* **TASK**
Return each line of the entries that holds the string "added".

* **EXCERPTED RECORDS**
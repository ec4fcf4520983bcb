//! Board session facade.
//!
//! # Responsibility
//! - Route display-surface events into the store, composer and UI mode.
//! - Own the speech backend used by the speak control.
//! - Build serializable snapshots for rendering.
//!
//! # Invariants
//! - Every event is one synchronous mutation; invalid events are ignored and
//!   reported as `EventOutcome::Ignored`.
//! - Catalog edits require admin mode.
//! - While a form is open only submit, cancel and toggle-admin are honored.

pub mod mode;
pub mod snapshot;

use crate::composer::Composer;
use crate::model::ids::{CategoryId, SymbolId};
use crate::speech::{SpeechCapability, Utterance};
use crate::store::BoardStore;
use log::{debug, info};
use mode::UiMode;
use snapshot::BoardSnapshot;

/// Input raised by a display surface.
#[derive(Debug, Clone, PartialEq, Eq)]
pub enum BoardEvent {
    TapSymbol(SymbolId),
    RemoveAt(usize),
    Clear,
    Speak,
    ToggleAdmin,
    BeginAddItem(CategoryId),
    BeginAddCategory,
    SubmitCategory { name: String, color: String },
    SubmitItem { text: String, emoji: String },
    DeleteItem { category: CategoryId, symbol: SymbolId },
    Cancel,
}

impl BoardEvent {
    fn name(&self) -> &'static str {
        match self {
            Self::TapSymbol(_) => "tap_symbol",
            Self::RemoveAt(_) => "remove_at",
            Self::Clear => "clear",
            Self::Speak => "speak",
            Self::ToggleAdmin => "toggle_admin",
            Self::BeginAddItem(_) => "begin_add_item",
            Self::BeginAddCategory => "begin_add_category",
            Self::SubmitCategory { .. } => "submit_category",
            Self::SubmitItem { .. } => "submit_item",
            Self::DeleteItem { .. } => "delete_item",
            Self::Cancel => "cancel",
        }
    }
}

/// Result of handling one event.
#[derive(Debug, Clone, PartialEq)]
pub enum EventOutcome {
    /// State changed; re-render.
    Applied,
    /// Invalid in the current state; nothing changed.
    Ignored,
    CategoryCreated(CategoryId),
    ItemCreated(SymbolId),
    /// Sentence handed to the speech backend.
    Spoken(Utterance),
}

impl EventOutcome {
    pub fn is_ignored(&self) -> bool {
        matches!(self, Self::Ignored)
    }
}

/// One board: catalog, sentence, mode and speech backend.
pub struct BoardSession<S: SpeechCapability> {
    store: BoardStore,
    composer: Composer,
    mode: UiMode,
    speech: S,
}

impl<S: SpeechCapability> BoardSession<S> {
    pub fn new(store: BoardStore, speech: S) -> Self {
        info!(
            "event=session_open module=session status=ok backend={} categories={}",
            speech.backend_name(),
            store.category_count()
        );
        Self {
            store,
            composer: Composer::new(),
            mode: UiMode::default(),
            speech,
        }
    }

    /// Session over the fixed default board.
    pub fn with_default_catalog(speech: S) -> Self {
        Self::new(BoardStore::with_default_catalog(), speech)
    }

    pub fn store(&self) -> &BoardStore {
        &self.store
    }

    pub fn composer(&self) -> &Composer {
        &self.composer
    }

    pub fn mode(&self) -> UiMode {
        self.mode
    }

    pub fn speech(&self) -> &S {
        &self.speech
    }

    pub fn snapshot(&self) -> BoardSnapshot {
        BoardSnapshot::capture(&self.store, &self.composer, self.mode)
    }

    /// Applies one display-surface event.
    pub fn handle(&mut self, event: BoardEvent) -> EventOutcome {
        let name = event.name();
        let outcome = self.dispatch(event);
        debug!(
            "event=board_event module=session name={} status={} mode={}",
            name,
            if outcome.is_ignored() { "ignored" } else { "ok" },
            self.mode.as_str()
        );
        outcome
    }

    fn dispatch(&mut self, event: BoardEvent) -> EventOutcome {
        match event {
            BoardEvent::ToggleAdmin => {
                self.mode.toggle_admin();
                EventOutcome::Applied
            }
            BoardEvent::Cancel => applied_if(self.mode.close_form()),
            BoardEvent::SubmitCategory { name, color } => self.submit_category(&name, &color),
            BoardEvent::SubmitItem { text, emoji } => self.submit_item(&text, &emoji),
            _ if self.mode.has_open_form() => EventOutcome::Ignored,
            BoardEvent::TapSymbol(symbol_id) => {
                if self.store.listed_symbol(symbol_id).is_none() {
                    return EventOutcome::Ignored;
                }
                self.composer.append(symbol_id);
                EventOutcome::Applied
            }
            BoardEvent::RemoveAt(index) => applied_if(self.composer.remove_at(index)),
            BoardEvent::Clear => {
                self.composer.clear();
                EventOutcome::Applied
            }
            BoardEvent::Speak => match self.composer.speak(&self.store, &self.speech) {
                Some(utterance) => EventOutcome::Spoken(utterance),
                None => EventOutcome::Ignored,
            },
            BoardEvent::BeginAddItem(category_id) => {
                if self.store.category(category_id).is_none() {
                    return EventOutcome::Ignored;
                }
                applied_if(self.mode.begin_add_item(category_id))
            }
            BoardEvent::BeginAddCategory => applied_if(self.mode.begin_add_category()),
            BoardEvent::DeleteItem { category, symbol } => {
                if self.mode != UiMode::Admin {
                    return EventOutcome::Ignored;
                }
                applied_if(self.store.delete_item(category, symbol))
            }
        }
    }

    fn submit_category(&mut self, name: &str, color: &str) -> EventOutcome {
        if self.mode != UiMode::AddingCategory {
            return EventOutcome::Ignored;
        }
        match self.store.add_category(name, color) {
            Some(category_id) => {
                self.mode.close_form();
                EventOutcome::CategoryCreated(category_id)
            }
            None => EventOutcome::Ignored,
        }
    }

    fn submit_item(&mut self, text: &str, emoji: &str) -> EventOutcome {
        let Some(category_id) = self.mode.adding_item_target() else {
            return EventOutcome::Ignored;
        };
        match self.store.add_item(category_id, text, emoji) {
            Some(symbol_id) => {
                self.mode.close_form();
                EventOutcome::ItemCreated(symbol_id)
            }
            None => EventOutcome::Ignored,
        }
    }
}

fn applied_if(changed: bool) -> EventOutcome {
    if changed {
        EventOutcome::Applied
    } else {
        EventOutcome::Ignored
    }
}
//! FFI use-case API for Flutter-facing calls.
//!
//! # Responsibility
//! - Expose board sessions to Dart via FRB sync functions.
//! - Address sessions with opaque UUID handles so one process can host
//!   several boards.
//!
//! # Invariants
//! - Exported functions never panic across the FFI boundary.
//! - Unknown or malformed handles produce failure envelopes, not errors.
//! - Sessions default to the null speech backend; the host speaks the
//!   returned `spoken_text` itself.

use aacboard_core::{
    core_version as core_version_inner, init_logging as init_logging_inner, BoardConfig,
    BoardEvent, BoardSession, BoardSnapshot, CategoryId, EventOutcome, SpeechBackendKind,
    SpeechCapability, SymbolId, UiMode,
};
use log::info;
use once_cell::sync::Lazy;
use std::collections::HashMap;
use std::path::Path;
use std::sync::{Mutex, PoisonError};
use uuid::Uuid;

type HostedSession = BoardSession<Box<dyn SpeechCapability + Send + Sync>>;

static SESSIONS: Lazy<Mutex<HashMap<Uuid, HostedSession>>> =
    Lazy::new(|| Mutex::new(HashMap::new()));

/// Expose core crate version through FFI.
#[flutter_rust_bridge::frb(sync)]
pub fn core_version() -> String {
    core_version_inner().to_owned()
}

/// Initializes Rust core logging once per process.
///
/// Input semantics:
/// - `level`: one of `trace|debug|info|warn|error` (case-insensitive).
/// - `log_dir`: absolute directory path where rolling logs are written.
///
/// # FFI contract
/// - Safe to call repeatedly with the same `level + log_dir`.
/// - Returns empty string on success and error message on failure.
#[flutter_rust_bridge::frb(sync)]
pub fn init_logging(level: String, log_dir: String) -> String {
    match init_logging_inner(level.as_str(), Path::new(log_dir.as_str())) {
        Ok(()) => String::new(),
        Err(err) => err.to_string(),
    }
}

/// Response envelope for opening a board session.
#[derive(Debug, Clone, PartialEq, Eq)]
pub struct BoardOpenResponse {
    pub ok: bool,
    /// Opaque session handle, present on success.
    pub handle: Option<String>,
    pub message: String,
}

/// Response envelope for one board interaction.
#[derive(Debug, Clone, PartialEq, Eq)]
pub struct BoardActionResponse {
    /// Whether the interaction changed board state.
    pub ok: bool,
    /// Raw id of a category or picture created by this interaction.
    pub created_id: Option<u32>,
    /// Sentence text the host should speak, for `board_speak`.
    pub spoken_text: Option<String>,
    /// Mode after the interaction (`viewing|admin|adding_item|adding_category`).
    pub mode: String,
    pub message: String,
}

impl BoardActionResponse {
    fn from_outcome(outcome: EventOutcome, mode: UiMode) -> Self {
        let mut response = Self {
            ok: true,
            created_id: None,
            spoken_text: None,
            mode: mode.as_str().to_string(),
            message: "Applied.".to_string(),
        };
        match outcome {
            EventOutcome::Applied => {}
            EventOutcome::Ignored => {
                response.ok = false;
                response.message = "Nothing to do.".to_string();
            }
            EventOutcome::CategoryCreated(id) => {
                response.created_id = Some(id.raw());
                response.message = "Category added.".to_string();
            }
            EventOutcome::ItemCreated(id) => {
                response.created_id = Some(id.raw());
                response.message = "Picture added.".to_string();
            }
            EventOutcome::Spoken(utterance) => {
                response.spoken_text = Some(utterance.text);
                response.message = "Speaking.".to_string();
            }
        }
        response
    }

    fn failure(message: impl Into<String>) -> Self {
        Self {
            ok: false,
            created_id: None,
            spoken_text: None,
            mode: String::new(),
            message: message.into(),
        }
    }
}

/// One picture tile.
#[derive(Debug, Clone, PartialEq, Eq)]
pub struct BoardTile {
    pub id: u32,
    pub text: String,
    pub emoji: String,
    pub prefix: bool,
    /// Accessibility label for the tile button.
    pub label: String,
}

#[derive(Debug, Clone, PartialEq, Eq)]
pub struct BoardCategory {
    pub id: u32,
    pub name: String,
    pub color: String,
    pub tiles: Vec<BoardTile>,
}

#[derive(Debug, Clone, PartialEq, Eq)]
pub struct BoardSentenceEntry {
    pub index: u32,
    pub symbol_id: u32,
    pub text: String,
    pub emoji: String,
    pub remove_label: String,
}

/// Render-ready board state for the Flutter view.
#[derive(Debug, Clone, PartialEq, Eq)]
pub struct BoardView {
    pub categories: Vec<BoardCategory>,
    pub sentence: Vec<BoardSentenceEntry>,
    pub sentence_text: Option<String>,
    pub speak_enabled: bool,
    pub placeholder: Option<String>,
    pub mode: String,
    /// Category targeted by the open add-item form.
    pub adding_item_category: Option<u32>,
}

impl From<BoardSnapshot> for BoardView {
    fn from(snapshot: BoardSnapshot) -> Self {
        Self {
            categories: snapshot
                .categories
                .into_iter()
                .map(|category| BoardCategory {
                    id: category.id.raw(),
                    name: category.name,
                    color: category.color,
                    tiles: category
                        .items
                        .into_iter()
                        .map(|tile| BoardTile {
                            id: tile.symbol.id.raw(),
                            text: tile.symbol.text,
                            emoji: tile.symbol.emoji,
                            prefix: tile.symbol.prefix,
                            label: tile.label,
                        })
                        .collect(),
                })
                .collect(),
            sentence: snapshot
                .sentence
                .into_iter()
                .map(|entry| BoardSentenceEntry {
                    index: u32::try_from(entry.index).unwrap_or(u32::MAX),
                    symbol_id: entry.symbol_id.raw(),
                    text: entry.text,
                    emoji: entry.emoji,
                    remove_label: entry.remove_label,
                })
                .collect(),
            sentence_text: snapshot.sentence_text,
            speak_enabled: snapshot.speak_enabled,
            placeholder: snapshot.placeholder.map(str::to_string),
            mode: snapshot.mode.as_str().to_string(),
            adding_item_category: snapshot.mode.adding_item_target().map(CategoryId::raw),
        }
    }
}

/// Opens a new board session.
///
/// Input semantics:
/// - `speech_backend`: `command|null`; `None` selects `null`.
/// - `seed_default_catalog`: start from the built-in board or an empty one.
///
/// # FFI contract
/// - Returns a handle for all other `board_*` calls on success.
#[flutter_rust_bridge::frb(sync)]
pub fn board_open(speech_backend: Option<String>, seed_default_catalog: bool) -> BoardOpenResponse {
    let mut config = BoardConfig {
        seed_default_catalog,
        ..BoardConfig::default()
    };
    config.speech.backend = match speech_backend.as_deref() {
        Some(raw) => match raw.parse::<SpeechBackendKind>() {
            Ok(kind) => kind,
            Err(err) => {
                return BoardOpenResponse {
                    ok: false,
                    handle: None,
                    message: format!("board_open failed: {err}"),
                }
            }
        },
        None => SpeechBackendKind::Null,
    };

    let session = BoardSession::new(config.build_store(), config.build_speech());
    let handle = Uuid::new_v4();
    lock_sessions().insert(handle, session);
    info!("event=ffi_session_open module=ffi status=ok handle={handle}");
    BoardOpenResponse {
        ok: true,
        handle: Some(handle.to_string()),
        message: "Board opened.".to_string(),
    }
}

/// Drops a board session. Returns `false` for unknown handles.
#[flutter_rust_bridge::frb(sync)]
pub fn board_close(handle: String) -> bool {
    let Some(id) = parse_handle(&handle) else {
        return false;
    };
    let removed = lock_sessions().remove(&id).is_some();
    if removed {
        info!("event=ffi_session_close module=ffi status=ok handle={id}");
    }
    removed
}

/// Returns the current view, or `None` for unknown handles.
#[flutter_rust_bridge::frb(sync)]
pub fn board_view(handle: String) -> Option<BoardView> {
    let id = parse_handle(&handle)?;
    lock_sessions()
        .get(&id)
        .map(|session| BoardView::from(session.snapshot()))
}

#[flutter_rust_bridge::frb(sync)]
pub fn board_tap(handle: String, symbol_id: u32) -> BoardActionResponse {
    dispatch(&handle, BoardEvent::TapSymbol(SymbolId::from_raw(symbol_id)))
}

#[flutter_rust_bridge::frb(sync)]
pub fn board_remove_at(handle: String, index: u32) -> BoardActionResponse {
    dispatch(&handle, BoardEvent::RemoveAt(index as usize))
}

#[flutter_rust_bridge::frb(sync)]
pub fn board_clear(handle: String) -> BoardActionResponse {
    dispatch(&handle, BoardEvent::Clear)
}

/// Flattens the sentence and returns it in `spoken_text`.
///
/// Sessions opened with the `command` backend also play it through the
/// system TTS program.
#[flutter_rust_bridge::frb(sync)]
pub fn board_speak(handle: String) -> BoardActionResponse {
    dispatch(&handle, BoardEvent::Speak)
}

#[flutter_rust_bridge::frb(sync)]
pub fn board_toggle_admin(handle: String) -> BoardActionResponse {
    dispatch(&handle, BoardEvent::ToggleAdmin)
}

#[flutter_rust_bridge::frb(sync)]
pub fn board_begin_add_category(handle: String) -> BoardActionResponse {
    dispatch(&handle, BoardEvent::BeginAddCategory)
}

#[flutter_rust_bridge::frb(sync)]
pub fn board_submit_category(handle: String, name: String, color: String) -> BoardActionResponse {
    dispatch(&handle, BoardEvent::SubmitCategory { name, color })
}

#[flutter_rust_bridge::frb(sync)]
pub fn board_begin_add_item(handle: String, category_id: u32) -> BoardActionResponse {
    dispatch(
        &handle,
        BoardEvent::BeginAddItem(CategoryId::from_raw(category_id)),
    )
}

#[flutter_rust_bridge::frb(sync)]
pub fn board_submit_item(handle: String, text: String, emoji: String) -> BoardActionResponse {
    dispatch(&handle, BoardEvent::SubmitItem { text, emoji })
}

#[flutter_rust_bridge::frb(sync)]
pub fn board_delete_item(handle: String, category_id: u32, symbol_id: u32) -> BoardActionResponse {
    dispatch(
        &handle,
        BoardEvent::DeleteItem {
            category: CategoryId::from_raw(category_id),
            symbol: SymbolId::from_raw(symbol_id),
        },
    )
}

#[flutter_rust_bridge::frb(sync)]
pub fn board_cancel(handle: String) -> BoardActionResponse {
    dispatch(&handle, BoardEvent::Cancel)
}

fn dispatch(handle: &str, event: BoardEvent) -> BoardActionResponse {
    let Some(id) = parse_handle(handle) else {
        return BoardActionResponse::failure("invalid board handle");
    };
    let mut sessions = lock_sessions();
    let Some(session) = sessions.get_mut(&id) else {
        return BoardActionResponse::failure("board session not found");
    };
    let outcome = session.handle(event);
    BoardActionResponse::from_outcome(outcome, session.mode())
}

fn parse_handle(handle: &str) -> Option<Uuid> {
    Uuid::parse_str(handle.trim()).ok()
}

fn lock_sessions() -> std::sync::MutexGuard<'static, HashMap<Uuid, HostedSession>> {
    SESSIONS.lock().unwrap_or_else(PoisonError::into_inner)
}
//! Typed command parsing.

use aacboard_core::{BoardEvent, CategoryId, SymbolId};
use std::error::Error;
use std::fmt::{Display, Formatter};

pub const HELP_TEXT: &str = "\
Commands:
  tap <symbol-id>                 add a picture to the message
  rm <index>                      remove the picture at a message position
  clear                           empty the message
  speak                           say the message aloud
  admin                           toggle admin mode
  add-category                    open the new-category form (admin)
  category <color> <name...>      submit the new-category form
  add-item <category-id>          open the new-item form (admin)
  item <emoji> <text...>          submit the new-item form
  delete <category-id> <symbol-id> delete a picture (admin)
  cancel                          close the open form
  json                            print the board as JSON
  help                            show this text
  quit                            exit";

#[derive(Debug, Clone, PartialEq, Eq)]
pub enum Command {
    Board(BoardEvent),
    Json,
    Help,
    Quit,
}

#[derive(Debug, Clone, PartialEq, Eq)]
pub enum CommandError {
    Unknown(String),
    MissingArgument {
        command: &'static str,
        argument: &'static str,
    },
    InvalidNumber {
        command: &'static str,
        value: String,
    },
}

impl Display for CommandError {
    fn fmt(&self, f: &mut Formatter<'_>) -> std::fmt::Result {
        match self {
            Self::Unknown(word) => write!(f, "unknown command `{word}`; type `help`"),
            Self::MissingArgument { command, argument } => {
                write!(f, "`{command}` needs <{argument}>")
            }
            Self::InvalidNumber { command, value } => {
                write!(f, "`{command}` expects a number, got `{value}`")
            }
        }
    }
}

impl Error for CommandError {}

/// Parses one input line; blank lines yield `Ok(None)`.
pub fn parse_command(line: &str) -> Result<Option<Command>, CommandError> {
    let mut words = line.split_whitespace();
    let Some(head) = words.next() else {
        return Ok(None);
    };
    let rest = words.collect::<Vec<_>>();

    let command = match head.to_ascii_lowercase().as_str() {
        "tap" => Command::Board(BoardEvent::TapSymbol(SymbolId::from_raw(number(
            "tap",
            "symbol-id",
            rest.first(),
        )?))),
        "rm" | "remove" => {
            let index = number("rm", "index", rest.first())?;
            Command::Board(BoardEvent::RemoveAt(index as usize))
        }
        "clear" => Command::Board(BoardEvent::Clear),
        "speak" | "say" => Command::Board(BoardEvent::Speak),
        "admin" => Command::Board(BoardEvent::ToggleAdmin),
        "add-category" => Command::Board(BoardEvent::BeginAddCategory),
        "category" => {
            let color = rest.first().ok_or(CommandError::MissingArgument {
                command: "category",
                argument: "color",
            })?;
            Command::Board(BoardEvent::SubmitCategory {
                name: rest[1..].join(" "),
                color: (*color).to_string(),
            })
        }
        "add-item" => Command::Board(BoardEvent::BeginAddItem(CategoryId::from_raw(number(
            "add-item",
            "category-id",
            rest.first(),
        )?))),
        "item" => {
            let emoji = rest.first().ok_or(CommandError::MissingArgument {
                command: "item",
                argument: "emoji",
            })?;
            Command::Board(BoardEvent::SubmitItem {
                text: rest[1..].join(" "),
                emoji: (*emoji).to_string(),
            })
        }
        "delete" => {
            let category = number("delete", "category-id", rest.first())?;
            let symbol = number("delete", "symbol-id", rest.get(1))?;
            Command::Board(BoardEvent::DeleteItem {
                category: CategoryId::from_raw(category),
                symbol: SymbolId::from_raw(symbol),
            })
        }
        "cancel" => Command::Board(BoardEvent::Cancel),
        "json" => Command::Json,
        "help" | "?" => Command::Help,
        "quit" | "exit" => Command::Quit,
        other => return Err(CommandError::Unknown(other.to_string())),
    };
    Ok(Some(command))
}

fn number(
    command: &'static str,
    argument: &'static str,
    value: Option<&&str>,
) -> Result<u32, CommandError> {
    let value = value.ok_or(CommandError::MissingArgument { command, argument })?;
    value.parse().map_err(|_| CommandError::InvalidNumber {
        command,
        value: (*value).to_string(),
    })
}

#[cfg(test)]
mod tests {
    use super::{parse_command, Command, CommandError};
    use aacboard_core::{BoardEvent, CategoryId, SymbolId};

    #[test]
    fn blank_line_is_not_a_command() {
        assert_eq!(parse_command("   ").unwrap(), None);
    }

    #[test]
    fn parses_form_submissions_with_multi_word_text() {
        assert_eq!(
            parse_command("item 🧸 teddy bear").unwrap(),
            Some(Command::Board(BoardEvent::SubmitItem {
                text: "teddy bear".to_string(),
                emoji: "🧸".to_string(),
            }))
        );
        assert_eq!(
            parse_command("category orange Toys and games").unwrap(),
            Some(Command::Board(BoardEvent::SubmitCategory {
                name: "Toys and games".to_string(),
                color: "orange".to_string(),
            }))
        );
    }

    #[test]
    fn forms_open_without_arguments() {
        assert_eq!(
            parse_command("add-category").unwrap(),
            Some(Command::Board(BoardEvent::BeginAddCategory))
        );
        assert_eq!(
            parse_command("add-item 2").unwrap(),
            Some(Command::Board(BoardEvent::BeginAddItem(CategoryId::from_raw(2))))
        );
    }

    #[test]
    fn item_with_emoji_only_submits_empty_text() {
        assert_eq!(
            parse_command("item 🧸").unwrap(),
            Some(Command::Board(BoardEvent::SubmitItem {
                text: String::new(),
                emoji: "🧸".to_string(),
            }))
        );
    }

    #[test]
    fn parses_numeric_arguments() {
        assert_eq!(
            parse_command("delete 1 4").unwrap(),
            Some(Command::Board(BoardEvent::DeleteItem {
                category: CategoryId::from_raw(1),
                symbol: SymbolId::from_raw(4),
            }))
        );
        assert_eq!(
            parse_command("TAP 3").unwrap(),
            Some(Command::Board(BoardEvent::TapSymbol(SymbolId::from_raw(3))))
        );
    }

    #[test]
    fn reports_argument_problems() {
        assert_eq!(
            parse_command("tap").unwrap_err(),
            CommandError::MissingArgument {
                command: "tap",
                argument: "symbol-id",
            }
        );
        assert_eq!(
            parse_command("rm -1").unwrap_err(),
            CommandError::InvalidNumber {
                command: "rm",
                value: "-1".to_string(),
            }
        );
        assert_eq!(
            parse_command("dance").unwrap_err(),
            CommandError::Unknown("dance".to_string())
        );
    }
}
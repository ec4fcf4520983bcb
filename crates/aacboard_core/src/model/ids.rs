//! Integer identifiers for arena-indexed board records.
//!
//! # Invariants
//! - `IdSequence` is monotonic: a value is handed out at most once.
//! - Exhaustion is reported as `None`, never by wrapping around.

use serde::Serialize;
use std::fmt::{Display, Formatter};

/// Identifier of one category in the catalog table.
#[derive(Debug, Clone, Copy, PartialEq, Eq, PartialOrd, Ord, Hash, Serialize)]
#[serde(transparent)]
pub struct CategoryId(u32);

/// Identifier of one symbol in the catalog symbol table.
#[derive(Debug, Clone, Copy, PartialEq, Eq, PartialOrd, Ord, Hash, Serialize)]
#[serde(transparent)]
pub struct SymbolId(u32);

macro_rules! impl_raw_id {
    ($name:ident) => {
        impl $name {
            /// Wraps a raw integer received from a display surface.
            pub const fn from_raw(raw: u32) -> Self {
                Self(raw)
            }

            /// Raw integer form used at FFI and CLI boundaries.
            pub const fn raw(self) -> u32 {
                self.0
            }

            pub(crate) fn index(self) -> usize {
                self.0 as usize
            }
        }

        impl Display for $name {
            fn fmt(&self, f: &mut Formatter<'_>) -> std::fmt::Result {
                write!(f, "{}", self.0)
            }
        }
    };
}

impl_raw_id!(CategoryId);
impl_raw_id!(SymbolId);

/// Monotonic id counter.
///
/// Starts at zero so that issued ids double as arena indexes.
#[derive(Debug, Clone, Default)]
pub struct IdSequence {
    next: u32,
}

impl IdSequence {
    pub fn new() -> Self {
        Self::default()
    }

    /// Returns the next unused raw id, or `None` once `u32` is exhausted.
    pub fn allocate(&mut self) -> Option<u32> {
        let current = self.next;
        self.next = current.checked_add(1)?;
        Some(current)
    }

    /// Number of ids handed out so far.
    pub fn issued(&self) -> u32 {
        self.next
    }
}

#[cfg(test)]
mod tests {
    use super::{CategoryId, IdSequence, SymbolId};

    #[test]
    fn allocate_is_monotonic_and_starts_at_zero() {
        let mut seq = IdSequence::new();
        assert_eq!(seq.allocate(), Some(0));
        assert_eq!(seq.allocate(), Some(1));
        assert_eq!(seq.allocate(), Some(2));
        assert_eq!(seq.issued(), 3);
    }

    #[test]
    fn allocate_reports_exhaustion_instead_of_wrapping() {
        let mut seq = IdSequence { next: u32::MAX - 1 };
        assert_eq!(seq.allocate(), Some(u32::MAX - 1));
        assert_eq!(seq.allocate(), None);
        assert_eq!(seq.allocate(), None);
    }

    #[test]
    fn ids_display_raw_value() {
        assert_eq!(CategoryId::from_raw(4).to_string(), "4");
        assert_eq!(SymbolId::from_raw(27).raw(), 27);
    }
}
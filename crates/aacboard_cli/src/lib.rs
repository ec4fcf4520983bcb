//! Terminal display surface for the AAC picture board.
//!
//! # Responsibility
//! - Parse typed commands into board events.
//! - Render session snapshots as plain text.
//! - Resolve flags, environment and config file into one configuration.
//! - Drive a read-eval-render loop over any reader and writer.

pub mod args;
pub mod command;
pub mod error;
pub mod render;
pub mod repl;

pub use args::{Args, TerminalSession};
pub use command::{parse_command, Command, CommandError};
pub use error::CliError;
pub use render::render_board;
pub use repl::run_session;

* **RESPONSE TO THIS TASK**
                response.message = "Category added.".to_string();
                response.message = "Picture added.".to_string();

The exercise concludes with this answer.